===== The data

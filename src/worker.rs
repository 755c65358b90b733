//! Background filter pipeline — run heavy pure filters off the control
//! thread.
//!
//! A job captures an immutable snapshot of the layer it operates on and the
//! layer's generation counter at that moment. The filter runs on the rayon
//! pool and never touches shared state; its result comes back over an mpsc
//! channel and the owner of the [`crate::document::Document`] decides
//! whether it still applies (see
//! [`crate::document::Document::commit_filter_result`]). There is no
//! cancellation: a superseded job finishes and its stale result is dropped
//! at commit time.

use image::RgbaImage;
use std::sync::mpsc;

/// Result delivered from a background filter job.
pub struct FilterResult {
    /// Index of the layer that was processed.
    pub layer_index: usize,
    /// The layer's generation counter at snapshot time. A mismatch at
    /// commit time means the layer changed under the job.
    pub generation: u64,
    /// The snapshot the filter ran on (becomes the undo patch).
    pub original: RgbaImage,
    /// The processed pixels.
    pub result: RgbaImage,
    /// Human-readable label for the history entry.
    pub description: String,
}

/// Owner-side handle: spawns jobs, counts them, and drains completions.
pub struct FilterPipeline {
    sender: mpsc::Sender<FilterResult>,
    receiver: mpsc::Receiver<FilterResult>,
    pending: usize,
}

impl Default for FilterPipeline {
    fn default() -> Self {
        Self::new()
    }
}

impl FilterPipeline {
    pub fn new() -> Self {
        let (sender, receiver) = mpsc::channel();
        Self { sender, receiver, pending: 0 }
    }

    /// Number of jobs spawned but not yet drained.
    pub fn pending(&self) -> usize {
        self.pending
    }

    /// Run `filter_fn` against `snapshot` on the rayon pool.
    ///
    /// A panicking filter is contained: the original snapshot is sent back
    /// as the result, so the job degrades to a no-op instead of poisoning
    /// the pipeline.
    pub fn spawn_job(
        &mut self,
        description: String,
        layer_index: usize,
        generation: u64,
        snapshot: RgbaImage,
        filter_fn: impl FnOnce(&RgbaImage) -> RgbaImage + Send + 'static,
    ) {
        let sender = self.sender.clone();
        self.pending += 1;
        rayon::spawn(move || {
            let outcome = std::panic::catch_unwind(std::panic::AssertUnwindSafe(|| {
                filter_fn(&snapshot)
            }));
            match outcome {
                Ok(result) => {
                    let _ = sender.send(FilterResult {
                        layer_index,
                        generation,
                        original: snapshot,
                        result,
                        description,
                    });
                }
                Err(panic_info) => {
                    let msg = if let Some(s) = panic_info.downcast_ref::<&str>() {
                        s.to_string()
                    } else if let Some(s) = panic_info.downcast_ref::<String>() {
                        s.clone()
                    } else {
                        "unknown panic payload".to_string()
                    };
                    crate::log_err!("filter '{}' panicked: {}", description, msg);
                    let _ = sender.send(FilterResult {
                        layer_index,
                        generation,
                        original: snapshot.clone(),
                        result: snapshot,
                        description,
                    });
                }
            }
        });
    }

    /// Drain one completed job without blocking. The control loop calls
    /// this each tick.
    pub fn try_recv(&mut self) -> Option<FilterResult> {
        match self.receiver.try_recv() {
            Ok(result) => {
                self.pending = self.pending.saturating_sub(1);
                Some(result)
            }
            Err(_) => None,
        }
    }

    /// Block until the next job completes. Used by headless batch callers;
    /// returns `None` only if every sender is gone, which cannot happen
    /// while `self` holds one.
    pub fn recv(&mut self) -> Option<FilterResult> {
        match self.receiver.recv() {
            Ok(result) => {
                self.pending = self.pending.saturating_sub(1);
                Some(result)
            }
            Err(_) => None,
        }
    }
}
//! Patch codec — lossless compression of rectangular RGBA patches.
//!
//! History entries store the edited region of a layer twice (before / after),
//! so a long brush session on a large canvas would be ruinously expensive as
//! raw pixels. Patches are therefore held as PNG-compressed byte buffers and
//! only decoded when an undo or redo actually replays them.

use image::RgbaImage;
use std::io::Cursor;

/// Error type for patch encode/decode operations.
#[derive(Debug)]
pub enum CodecError {
    /// The byte buffer is not a valid patch encoding. Fatal to the single
    /// undo/redo operation that needed it; surfaced to the caller rather
    /// than papered over with a blank raster.
    CorruptPatch(String),
    /// The raster could not be encoded (e.g. a degenerate zero-size patch).
    Encode(String),
}

impl std::fmt::Display for CodecError {
    fn fmt(&self, f: &mut std::fmt::Formatter<'_>) -> std::fmt::Result {
        match self {
            CodecError::CorruptPatch(e) => write!(f, "corrupt patch data: {}", e),
            CodecError::Encode(e) => write!(f, "patch encode error: {}", e),
        }
    }
}

impl std::error::Error for CodecError {}

impl From<png::DecodingError> for CodecError {
    fn from(e: png::DecodingError) -> Self {
        CodecError::CorruptPatch(e.to_string())
    }
}

impl From<png::EncodingError> for CodecError {
    fn from(e: png::EncodingError) -> Self {
        CodecError::Encode(e.to_string())
    }
}

/// Compress a raster to a compact byte buffer (RGBA8 PNG, best compression).
/// Lossless: [`decode_patch`] reconstructs it bit-for-bit on all four
/// channels.
pub fn encode_patch(raster: &RgbaImage) -> Result<Vec<u8>, CodecError> {
    let mut buf = Vec::new();
    let mut encoder = png::Encoder::new(&mut buf, raster.width(), raster.height());
    encoder.set_color(png::ColorType::Rgba);
    encoder.set_depth(png::BitDepth::Eight);
    encoder.set_compression(png::Compression::Best);
    let mut writer = encoder.write_header()?;
    writer.write_image_data(raster.as_raw())?;
    writer.finish()?;
    Ok(buf)
}

/// Reconstruct a raster from a buffer produced by [`encode_patch`].
///
/// Any deviation from the encoder's own output shape (wrong color type,
/// wrong bit depth, truncation, garbage) is a [`CodecError::CorruptPatch`].
pub fn decode_patch(bytes: &[u8]) -> Result<RgbaImage, CodecError> {
    let decoder = png::Decoder::new(Cursor::new(bytes));
    let mut reader = decoder.read_info()?;
    let mut data = vec![0u8; reader.output_buffer_size()];
    let info = reader.next_frame(&mut data)?;

    if info.color_type != png::ColorType::Rgba || info.bit_depth != png::BitDepth::Eight {
        return Err(CodecError::CorruptPatch(format!(
            "unexpected pixel format {:?}/{:?}",
            info.color_type, info.bit_depth
        )));
    }

    data.truncate(info.buffer_size());
    RgbaImage::from_raw(info.width, info.height, data)
        .ok_or_else(|| CodecError::CorruptPatch("pixel buffer shorter than header claims".into()))
}
//! PhotoFE core — the document engine of a raster image editor.
//!
//! Everything a shell needs to edit an image lives here: layered RGBA
//! canvases with per-layer opacity, blend mode, and visibility; a
//! compositor that flattens the stack for display or export; a
//! compressed-patch undo/redo history; selection masks; a background
//! pipeline for heavy filters; and raster file I/O. Windows, toolbars,
//! dialogs, and input handling belong to the consuming application.

pub mod canvas;
pub mod codec;
pub mod document;
pub mod filters;
pub mod history;
pub mod io;
pub mod logger;
pub mod selection;
pub mod worker;

pub use canvas::{BlendMode, Bounds, CanvasState, Layer, LayerError};
pub use codec::CodecError;
pub use document::{Document, DocumentError};
pub use history::{EditCommand, HistoryManager, MAX_HISTORY};
pub use io::{ImageIoError, SaveFormat};
pub use selection::SelectionShape;
pub use worker::{FilterPipeline, FilterResult};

==========

» The problem: Copy out each line of the material that holds the word "Cursor".

» Written reply:
use std::io::Cursor;
    let decoder = png::Decoder::new(Cursor::new(bytes));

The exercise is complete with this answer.